▸ Aim of the task
Tally the lines in the entries below where the string "NotificationAction" occurs. Reply with the total alone.

▸ Records for this exercise
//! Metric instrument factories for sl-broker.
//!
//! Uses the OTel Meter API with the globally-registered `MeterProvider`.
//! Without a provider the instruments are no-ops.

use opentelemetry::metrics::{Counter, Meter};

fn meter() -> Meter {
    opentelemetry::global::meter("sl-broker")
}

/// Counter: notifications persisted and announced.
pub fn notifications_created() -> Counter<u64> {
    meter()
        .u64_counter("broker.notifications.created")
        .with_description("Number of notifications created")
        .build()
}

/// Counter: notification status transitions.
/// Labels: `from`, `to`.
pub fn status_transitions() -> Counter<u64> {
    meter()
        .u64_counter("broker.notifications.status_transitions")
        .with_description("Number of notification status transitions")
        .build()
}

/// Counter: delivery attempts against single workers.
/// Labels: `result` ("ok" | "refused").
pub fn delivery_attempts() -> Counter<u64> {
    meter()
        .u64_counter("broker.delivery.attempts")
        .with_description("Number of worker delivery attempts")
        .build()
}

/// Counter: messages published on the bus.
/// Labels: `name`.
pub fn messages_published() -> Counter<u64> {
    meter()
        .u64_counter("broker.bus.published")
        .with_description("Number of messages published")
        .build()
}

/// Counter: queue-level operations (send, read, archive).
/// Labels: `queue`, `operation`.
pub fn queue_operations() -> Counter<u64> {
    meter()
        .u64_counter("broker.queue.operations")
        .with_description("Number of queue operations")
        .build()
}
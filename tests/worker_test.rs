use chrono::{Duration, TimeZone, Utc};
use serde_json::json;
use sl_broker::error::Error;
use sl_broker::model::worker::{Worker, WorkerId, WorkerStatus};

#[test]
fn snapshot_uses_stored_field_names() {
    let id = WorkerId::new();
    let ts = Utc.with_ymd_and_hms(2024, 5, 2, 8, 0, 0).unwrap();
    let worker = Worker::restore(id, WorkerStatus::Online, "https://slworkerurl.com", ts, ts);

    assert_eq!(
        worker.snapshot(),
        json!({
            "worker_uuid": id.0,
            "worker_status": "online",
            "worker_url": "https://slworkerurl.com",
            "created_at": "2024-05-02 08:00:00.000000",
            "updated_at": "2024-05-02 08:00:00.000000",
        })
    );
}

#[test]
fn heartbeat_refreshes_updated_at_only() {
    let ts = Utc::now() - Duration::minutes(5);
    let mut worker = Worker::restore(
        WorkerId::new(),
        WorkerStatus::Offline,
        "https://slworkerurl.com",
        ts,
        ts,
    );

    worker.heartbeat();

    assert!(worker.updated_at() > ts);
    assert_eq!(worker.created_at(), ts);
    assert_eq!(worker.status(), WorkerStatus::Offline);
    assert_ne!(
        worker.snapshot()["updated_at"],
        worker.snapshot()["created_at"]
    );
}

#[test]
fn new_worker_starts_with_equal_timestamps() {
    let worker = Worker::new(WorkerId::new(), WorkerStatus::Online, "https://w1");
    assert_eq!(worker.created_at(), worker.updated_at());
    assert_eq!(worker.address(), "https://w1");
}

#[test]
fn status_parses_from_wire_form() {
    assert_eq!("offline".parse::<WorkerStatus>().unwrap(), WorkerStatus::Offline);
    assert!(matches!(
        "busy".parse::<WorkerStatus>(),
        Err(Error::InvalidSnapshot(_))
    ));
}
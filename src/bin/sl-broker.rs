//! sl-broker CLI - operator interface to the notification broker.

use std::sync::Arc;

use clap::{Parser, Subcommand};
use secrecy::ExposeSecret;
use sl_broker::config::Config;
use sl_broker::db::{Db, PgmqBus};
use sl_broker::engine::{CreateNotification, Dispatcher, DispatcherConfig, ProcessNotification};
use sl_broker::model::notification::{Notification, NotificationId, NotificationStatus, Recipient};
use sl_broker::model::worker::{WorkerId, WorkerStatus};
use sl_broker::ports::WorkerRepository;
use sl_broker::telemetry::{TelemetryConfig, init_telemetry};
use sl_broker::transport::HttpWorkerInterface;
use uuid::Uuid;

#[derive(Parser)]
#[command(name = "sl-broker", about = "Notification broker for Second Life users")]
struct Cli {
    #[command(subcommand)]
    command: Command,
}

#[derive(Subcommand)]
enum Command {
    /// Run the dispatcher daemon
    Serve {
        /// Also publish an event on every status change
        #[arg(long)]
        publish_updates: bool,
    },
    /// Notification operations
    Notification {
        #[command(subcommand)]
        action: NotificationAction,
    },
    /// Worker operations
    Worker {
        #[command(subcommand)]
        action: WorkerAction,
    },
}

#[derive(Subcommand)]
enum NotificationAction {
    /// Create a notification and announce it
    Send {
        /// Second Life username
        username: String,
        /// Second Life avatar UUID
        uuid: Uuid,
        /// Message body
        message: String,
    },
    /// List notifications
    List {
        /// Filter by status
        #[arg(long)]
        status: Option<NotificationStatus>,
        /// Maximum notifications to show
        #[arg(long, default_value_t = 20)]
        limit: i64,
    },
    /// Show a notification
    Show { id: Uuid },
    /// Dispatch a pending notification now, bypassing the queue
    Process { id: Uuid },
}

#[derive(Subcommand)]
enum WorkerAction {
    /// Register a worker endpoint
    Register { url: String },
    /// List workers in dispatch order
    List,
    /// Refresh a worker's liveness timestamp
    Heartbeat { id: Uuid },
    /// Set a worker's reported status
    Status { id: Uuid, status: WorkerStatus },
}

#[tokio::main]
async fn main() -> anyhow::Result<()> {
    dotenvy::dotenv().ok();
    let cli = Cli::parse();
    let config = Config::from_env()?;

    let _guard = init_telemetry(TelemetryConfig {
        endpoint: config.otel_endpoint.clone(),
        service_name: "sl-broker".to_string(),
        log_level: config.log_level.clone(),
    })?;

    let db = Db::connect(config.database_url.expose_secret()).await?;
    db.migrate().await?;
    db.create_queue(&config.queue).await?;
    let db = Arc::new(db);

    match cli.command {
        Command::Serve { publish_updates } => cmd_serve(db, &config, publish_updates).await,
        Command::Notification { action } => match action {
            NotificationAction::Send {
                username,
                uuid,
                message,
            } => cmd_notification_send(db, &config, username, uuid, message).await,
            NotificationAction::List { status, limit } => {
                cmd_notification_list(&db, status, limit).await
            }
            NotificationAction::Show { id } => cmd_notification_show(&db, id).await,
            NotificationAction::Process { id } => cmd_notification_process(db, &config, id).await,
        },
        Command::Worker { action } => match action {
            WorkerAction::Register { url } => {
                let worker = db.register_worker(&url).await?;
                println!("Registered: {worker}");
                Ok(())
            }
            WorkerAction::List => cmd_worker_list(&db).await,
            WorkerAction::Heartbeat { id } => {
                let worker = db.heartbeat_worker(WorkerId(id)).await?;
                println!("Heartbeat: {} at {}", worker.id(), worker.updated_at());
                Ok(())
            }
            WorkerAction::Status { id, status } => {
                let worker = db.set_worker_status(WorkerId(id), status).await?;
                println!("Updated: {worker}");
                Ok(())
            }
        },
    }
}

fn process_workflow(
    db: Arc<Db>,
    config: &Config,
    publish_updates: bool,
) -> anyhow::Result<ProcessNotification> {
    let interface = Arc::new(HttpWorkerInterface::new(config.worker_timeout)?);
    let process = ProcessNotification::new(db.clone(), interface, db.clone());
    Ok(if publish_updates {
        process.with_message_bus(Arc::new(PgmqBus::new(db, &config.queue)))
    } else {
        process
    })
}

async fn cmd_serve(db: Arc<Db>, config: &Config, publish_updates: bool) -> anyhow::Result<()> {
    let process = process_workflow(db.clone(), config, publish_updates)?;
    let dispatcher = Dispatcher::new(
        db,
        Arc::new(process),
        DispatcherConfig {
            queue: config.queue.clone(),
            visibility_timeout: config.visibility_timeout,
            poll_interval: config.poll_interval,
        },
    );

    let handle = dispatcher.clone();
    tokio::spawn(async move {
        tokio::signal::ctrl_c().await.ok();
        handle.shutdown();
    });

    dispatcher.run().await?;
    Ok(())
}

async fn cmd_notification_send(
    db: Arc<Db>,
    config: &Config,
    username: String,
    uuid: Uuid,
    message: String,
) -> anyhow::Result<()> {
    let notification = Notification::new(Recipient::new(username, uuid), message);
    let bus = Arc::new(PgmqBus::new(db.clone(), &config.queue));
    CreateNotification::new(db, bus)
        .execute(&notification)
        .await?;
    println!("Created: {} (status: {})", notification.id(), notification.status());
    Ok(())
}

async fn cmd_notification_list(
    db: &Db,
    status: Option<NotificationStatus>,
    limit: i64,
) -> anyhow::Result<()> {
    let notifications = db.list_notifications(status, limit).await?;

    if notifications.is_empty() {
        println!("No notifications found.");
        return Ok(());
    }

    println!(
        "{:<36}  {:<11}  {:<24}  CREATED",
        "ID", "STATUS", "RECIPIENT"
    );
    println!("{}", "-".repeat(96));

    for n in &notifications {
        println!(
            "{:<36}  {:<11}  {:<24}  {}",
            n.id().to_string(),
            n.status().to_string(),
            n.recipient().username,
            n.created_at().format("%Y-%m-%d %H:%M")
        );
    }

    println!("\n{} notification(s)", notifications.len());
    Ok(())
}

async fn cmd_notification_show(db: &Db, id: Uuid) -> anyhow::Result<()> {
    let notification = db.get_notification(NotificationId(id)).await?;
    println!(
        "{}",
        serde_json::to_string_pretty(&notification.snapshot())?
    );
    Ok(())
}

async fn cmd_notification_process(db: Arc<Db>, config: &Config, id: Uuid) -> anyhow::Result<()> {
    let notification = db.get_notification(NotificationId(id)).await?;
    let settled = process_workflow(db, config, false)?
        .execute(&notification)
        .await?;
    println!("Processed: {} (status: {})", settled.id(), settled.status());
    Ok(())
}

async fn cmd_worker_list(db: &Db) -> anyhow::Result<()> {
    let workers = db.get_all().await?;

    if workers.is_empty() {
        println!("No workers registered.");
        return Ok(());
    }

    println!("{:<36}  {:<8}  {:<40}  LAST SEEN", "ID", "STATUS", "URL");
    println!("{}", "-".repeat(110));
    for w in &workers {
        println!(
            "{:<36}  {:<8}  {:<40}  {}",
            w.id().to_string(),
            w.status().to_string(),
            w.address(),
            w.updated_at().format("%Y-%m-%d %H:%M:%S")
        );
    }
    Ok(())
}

▸ Response
6